What makes this particular bout of gridlock peculiar is that no one appeared to see it coming.

The bill in question actually has nothing to do with abortion, either. It is a bill to create a fund to help victims of human trafficking, and it is a signature piece of legislation. It marks a sea change in how Congress views sexual trafficking, looking at the women involved as victims rather than law-breakers. It was expected to pass easily in a welcome outbreak of bipartisan do-the-right-thingery.

Then the office of Sen. Richard Blumenthal (D) of Connecticut noticed something in the bill that made all the bipartisanship go poof.

Abortion.

According to the Democrats, Republicans tried to pull a fast one by slipping into the bill a provision that would prevent any of the money from the newly created fund going to abortions. Such a maneuver, Democrats say, would unacceptably expand the Hyde Amendment, which prevents any federal funds from going to abortions, so that it would also cover personal funds paid in fines, like this one.

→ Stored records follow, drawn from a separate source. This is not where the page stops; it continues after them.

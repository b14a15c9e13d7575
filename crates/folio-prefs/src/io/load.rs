//! Preferences loading operations.

use std::fs;
use std::path::Path;

use folio_benc::BencValue;

use crate::codec::{deserialize_global, deserialize_history, keys};
use crate::error::{PrefsError, Result};
use crate::language::LanguageSelector;
use crate::types::{DocumentHistory, GlobalSettings};

/// Load preferences from a file into caller-initialized structures.
///
/// `settings` should hold defaults and `history` is appended to. On any
/// error both are left exactly as they were, so the application simply
/// continues with its defaults. A missing or empty file is the first-run
/// case, see [`PrefsError::is_first_run`].
pub fn load_prefs(
    path: &Path,
    settings: &mut GlobalSettings,
    history: &mut DocumentHistory,
    language: &mut dyn LanguageSelector,
) -> Result<()> {
    let bytes = fs::read(path).map_err(|e| PrefsError::Io {
        operation: "read",
        path: path.to_path_buf(),
        source: e,
    })?;

    match parse_prefs_bytes(&bytes, settings, history, language) {
        Ok(()) => {
            tracing::info!(
                entries = history.len(),
                "Loaded preferences from {}",
                path.display()
            );
            Ok(())
        }
        Err(PrefsError::EmptyFile) => {
            tracing::debug!("Preferences file {} is empty", path.display());
            Err(PrefsError::EmptyFile)
        }
        Err(err) => {
            tracing::warn!("Ignoring preferences file {}: {}", path.display(), err);
            Err(err)
        }
    }
}

/// Parse preferences bytes into caller-initialized structures.
///
/// Both top-level sections are located and checked before anything is
/// applied, so a rejected file has no effect on `settings`, `history`, or
/// the language selector.
pub fn parse_prefs_bytes(
    bytes: &[u8],
    settings: &mut GlobalSettings,
    history: &mut DocumentHistory,
    language: &mut dyn LanguageSelector,
) -> Result<()> {
    if bytes.is_empty() {
        return Err(PrefsError::EmptyFile);
    }

    let root = BencValue::decode(bytes)?;
    let Some(root) = root.as_dict() else {
        return Err(PrefsError::InvalidFormat {
            reason: format!("root is a {}, expected a dictionary", root.kind()),
        });
    };

    let global = root.get_dict(keys::GLOBAL_PREFS).ok_or(PrefsError::MissingSection {
        key: keys::GLOBAL_PREFS,
    })?;
    let file_history = root
        .get_array(keys::FILE_HISTORY)
        .ok_or(PrefsError::MissingSection {
            key: keys::FILE_HISTORY,
        })?;

    deserialize_global(global, settings, language);
    let appended = deserialize_history(file_history, settings.global_prefs_only, history);

    if appended < file_history.len() {
        tracing::debug!(
            skipped = file_history.len() - appended,
            "Some history entries could not be restored"
        );
    }
    Ok(())
}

Republicans, for their part, say the provision has been in the bill since last year and was hardly hidden. Politico noted that earlier in the legislative process, Sen. Patrick Leahy (D) of Vermont offered an amendment to an item on the same page as the abortion provision, but said nothing of the abortion language. Republicans also say that the Hyde Amendment logically applies to this fund.

“They all voted for the very same language in a bill in December,” Senate McConnell said Sunday on CNN’s “State of the Union.” “This is boilerplate language that has been in the law for almost 40 years that they all voted for three months ago in another bill."

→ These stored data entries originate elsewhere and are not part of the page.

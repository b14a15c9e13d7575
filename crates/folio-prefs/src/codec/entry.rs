//! Document record <-> dictionary.

use folio_benc::{BencDict, BencValue};

use super::field::{format_decimal, read_field};
use super::keys;
use crate::types::DocumentRecord;

/// Serialize one history record.
///
/// In globals-only mode, or when the record follows the global values, only
/// the abbreviated form is written: path, decryption key and the
/// use-global-values flag.
pub fn serialize_entry(record: &DocumentRecord, global_prefs_only: bool) -> BencDict {
    let mut dict = BencDict::new();
    dict.insert(keys::FILE, record.file_path.as_str());
    if let Some(key) = &record.decryption_key {
        dict.insert(keys::DECRYPTION_KEY, key.as_str());
    }

    if global_prefs_only || record.use_global_values {
        dict.insert(keys::USE_GLOBAL_VALUES, true);
        return dict;
    }

    dict.insert(keys::DISPLAY_MODE, record.display_mode);
    dict.insert(keys::PAGE_NO, record.page_no);
    dict.insert(keys::ROTATION, record.rotation);
    dict.insert(keys::SCROLL_X, record.scroll_pos.x);
    dict.insert(keys::SCROLL_Y, record.scroll_pos.y);
    dict.insert(keys::WINDOW_STATE, record.window_state);
    dict.insert(keys::WINDOW_X, record.window_pos.x);
    dict.insert(keys::WINDOW_Y, record.window_pos.y);
    dict.insert(keys::WINDOW_DX, record.window_pos.dx);
    dict.insert(keys::WINDOW_DY, record.window_pos.dy);

    dict.insert(keys::SHOW_TOC, record.show_toc);
    dict.insert(keys::TOC_DX, record.toc_dx);
    dict.insert(keys::ZOOM_VIRTUAL, format_decimal(record.zoom_virtual));

    if !record.toc_state.is_empty() {
        let ids: Vec<BencValue> = record.toc_state.iter().copied().map(BencValue::from).collect();
        dict.insert(keys::TOC_STATE, ids);
    }

    dict
}

/// Deserialize one history record.
///
/// Returns `None` if the file path is absent or not a string; that is the
/// only per-record failure. Path bytes that are not UTF-8 are decoded
/// lossily. In globals-only mode the stored overrides are ignored and the
/// record follows the global values.
pub fn deserialize_entry(dict: &BencDict, global_prefs_only: bool) -> Option<DocumentRecord> {
    let file_path = dict.get_bytes(keys::FILE)?;

    let mut record = DocumentRecord::new(String::from_utf8_lossy(file_path));
    read_field(dict, keys::DECRYPTION_KEY, &mut record.decryption_key);

    if global_prefs_only {
        record.use_global_values = true;
        return Some(record);
    }

    read_field(dict, keys::USE_GLOBAL_VALUES, &mut record.use_global_values);
    read_field(dict, keys::DISPLAY_MODE, &mut record.display_mode);
    read_field(dict, keys::PAGE_NO, &mut record.page_no);
    read_field(dict, keys::ROTATION, &mut record.rotation);
    read_field(dict, keys::SCROLL_X, &mut record.scroll_pos.x);
    read_field(dict, keys::SCROLL_Y, &mut record.scroll_pos.y);
    read_field(dict, keys::WINDOW_STATE, &mut record.window_state);
    read_field(dict, keys::WINDOW_X, &mut record.window_pos.x);
    read_field(dict, keys::WINDOW_Y, &mut record.window_pos.y);
    read_field(dict, keys::WINDOW_DX, &mut record.window_pos.dx);
    read_field(dict, keys::WINDOW_DY, &mut record.window_pos.dy);

    read_field(dict, keys::SHOW_TOC, &mut record.show_toc);
    read_field(dict, keys::TOC_DX, &mut record.toc_dx);
    read_field(dict, keys::ZOOM_VIRTUAL, &mut record.zoom_virtual);

    if let Some(ids) = dict.get_array(keys::TOC_STATE) {
        record.toc_state = ids
            .iter()
            .filter_map(|id| id.as_int().and_then(|n| i32::try_from(n).ok()))
            .collect();
    }

    Some(record)
}

#[cfg(test)]
mod tests {
    use super::*;
    use crate::types::{DisplayMode, ScrollPos, WindowRect, window_state};

    fn full_record() -> DocumentRecord {
        DocumentRecord {
            file_path: "/home/ada/papers/engine.pdf".to_string(),
            decryption_key: Some("6b6579".to_string()),
            use_global_values: false,
            display_mode: DisplayMode::BookView,
            page_no: 42,
            rotation: 90,
            scroll_pos: ScrollPos::new(10, -20),
            zoom_virtual: 150.25,
            window_state: window_state::MAXIMIZED,
            window_pos: WindowRect::new(5, 6, 800, 600),
            show_toc: true,
            toc_dx: 220,
            toc_state: vec![3, 1, 8],
        }
    }

    #[test]
    fn test_full_form_round_trip() {
        let record = full_record();
        let dict = serialize_entry(&record, false);

        assert_eq!(dict.get_str(keys::DISPLAY_MODE), Some("book-view"));
        assert_eq!(dict.get_str(keys::ZOOM_VIRTUAL), Some("150.2500"));
        assert!(!dict.contains_key(keys::USE_GLOBAL_VALUES));

        let decoded = deserialize_entry(&dict, false).unwrap();
        assert_eq!(decoded, record);
    }

    #[test]
    fn test_toc_state_ids_only() {
        let dict = serialize_entry(&full_record(), false);
        let ids: Vec<i64> = dict
            .get_array(keys::TOC_STATE)
            .unwrap()
            .iter()
            .filter_map(BencValue::as_int)
            .collect();
        assert_eq!(ids, vec![3, 1, 8]);
    }

    #[test]
    fn test_empty_toc_state_not_written() {
        let record = DocumentRecord::new("/a.pdf");
        let dict = serialize_entry(&record, false);
        assert!(!dict.contains_key(keys::TOC_STATE));
    }

    #[test]
    fn test_globals_only_writes_abbreviated_form() {
        let dict = serialize_entry(&full_record(), true);

        assert_eq!(dict.get_str(keys::FILE), Some("/home/ada/papers/engine.pdf"));
        assert_eq!(dict.get_str(keys::DECRYPTION_KEY), Some("6b6579"));
        assert_eq!(dict.get_int(keys::USE_GLOBAL_VALUES), Some(1));
        assert_eq!(dict.len(), 3);
        for key in keys::ENTRY_OVERRIDE_KEYS {
            assert!(!dict.contains_key(key), "unexpected key {key}");
        }
    }

    #[test]
    fn test_use_global_values_flag_writes_abbreviated_form() {
        let record = DocumentRecord::new("/a.pdf").with_global_values();
        let dict = serialize_entry(&record, false);
        assert_eq!(dict.len(), 2);

        let decoded = deserialize_entry(&dict, false).unwrap();
        assert!(decoded.use_global_values);
    }

    #[test]
    fn test_empty_path_round_trips() {
        let record = DocumentRecord {
            page_no: 3,
            ..DocumentRecord::default()
        };
        let dict = serialize_entry(&record, false);
        assert_eq!(dict.get_str(keys::FILE), Some(""));

        let decoded = deserialize_entry(&dict, false).unwrap();
        assert_eq!(decoded, record);
    }

    #[test]
    fn test_missing_path_rejected() {
        let mut dict = BencDict::new();
        dict.insert(keys::PAGE_NO, 4i64);
        assert!(deserialize_entry(&dict, false).is_none());

        dict.insert(keys::FILE, 17i64);
        assert!(deserialize_entry(&dict, false).is_none());
    }

    #[test]
    fn test_non_utf8_path_kept_lossily() {
        let mut dict = BencDict::new();
        dict.insert(keys::FILE, b"/\xE9.pdf".to_vec());
        dict.insert(keys::PAGE_NO, 6i64);

        let record = deserialize_entry(&dict, false).unwrap();
        assert_eq!(record.file_path, "/\u{FFFD}.pdf");
        assert_eq!(record.page_no, 6);
    }

    #[test]
    fn test_globals_only_ignores_stored_overrides() {
        let dict = serialize_entry(&full_record(), false);
        let decoded = deserialize_entry(&dict, true).unwrap();

        assert!(decoded.use_global_values);
        assert_eq!(decoded.decryption_key.as_deref(), Some("6b6579"));
        assert_eq!(decoded.page_no, 0);
        assert!(decoded.toc_state.is_empty());
        assert_eq!(decoded, full_record().abbreviated());
    }

    #[test]
    fn test_malformed_fields_default_individually() {
        let mut dict = BencDict::new();
        dict.insert(keys::FILE, "/a.pdf");
        dict.insert(keys::PAGE_NO, "seven");
        dict.insert(keys::ROTATION, 180i64);
        dict.insert(keys::ZOOM_VIRTUAL, "about 100");
        dict.insert(
            keys::TOC_STATE,
            vec![
                BencValue::Int(2),
                BencValue::from("x"),
                BencValue::Int(5),
                BencValue::Int(i64::MAX),
                BencValue::Int(9),
            ],
        );

        let record = deserialize_entry(&dict, false).unwrap();
        assert_eq!(record.page_no, 0);
        assert_eq!(record.rotation, 180);
        assert_eq!(record.zoom_virtual, 0.0);
        assert_eq!(record.toc_state, vec![2, 5, 9]);
    }

    #[test]
    fn test_toc_state_wrong_kind_ignored() {
        let mut dict = BencDict::new();
        dict.insert(keys::FILE, "/a.pdf");
        dict.insert(keys::TOC_STATE, 3i64);
        let record = deserialize_entry(&dict, false).unwrap();
        assert!(record.toc_state.is_empty());
    }
}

Now, the Senate is deadlocked. Democrats won’t pass the bill with the abortion language in it, and Senator McConnell is now vowing not to move on to the Lynch nomination until the trafficking bill is passed.

“This will have an impact on the timing of considering the new attorney general,” McConnell said Sunday. “I had hoped to turn to her next week. But if we can’t finish the trafficking bill, she will be put off again.”

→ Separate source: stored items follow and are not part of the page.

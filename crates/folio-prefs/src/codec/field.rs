//! Per-field conversion between typed values and tree nodes.
//!
//! Reading is soft-failing: a key that is absent, of the wrong kind, or out
//! of range for the target type leaves the target untouched.

use folio_benc::{BencDict, BencValue};

use crate::types::DisplayMode;

/// A value that can be read from a single tree node.
pub(crate) trait FromBenc: Sized {
    /// Convert the node, or `None` if it has the wrong kind or shape.
    fn from_benc(value: &BencValue) -> Option<Self>;
}

/// Booleans are integers; any non-zero value is `true`.
impl FromBenc for bool {
    fn from_benc(value: &BencValue) -> Option<Self> {
        value.as_int().map(|n| n != 0)
    }
}

impl FromBenc for i32 {
    fn from_benc(value: &BencValue) -> Option<Self> {
        value.as_int().and_then(|n| i32::try_from(n).ok())
    }
}

impl FromBenc for u32 {
    fn from_benc(value: &BencValue) -> Option<Self> {
        value.as_int().and_then(|n| u32::try_from(n).ok())
    }
}

impl FromBenc for String {
    fn from_benc(value: &BencValue) -> Option<Self> {
        value.as_str().map(str::to_owned)
    }
}

/// Floats are decimal strings, see [`format_decimal`].
impl FromBenc for f32 {
    fn from_benc(value: &BencValue) -> Option<Self> {
        value.as_str().and_then(parse_decimal)
    }
}

impl FromBenc for DisplayMode {
    fn from_benc(value: &BencValue) -> Option<Self> {
        value.as_str().and_then(DisplayMode::from_name)
    }
}

/// A present value of the right kind becomes `Some`, even an empty string.
impl<T: FromBenc> FromBenc for Option<T> {
    fn from_benc(value: &BencValue) -> Option<Self> {
        T::from_benc(value).map(Some)
    }
}

/// Read `key` from `dict` into `field`.
///
/// Returns `true` if the field was updated.
pub(crate) fn read_field<T: FromBenc>(dict: &BencDict, key: &str, field: &mut T) -> bool {
    let Some(node) = dict.get(key) else {
        return false;
    };
    match T::from_benc(node) {
        Some(value) => {
            *field = value;
            true
        }
        None => {
            tracing::debug!(key, kind = %node.kind(), "ignoring malformed preference value");
            false
        }
    }
}

/// Format a float with exactly four fractional digits.
///
/// Decimal text keeps the file independent of the float's binary layout.
/// Precision beyond four digits is not preserved.
pub(crate) fn format_decimal(value: f32) -> String {
    format!("{value:.4}")
}

/// Parse decimal text written by [`format_decimal`] (or by hand).
///
/// Always uses `.` as the decimal separator. Non-finite results are rejected.
pub(crate) fn parse_decimal(text: &str) -> Option<f32> {
    text.trim()
        .parse::<f32>()
        .ok()
        .filter(|value| value.is_finite())
}

impl From<DisplayMode> for BencValue {
    fn from(mode: DisplayMode) -> Self {
        BencValue::from(mode.name())
    }
}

The difficulty here is that the difference is not one of semantics of political optics.

Republicans’ opposition to using federal funds for abortion are deep-seated. Politico notes that similar Hyde-like language is in federal programs such as the State Children’s Health Insurance Program.  Democrats, meanwhile, feel that Republican-run states, in particular, have been waging a war on abortion, attempting to restrict it to the point that most women will not be able to get an abortion, whether or not the procedure is legal. Giving in here would set a bad precedent.

What is odd is how it got this far. Legislators rarely read through bills that can run into the hundreds of pages. That’s one thing congressional staff is for. Missing the abortion provision seems like a fairly major miss on the Democrats’ part. If they didn’t miss it, failing to anticipate the outrage of abortion-rights groups at the provision would be a similarly large oversight.

Whatever the case, Republicans are apparently not going to let the Democrats back down. The result is that a piece of legislation that would have won Congress near-universal applause has now become a pointy partisan stick.

By the current calculus of the abortion debate, Lynch might not now be confirmed until 2042, it would seem. In reality, though, a vote on Lynch cannot be delayed forever. The United States will have a new attorney general.

The Senate will have to find a compromise on abortion – an issue where compromise has been nearly impossible – or it will have to drop a trafficking bill that virtually everyone wants.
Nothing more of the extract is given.